Your reply should be made up of every line in the records below that holds the string "CachedLogoUrl".

──────── Input data ────────

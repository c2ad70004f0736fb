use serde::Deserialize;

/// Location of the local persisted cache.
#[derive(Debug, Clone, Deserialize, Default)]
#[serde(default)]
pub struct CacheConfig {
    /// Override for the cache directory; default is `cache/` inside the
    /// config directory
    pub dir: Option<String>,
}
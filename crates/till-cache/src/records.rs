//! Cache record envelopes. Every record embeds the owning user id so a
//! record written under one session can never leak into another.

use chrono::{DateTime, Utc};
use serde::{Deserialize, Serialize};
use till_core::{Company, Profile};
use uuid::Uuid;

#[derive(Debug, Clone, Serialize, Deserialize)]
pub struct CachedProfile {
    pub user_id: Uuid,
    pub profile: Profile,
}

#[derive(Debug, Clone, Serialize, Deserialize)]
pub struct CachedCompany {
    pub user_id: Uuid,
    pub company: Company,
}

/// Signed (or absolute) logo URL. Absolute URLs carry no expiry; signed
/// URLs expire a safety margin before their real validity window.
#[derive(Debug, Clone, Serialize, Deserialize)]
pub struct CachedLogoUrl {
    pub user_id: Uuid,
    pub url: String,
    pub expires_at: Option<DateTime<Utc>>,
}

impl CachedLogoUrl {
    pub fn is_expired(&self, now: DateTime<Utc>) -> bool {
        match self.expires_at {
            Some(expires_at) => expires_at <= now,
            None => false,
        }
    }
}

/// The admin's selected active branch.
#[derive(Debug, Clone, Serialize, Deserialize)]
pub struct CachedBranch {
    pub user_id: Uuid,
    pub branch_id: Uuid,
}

────────

## Completed task
pub struct CachedLogoUrl {
impl CachedLogoUrl {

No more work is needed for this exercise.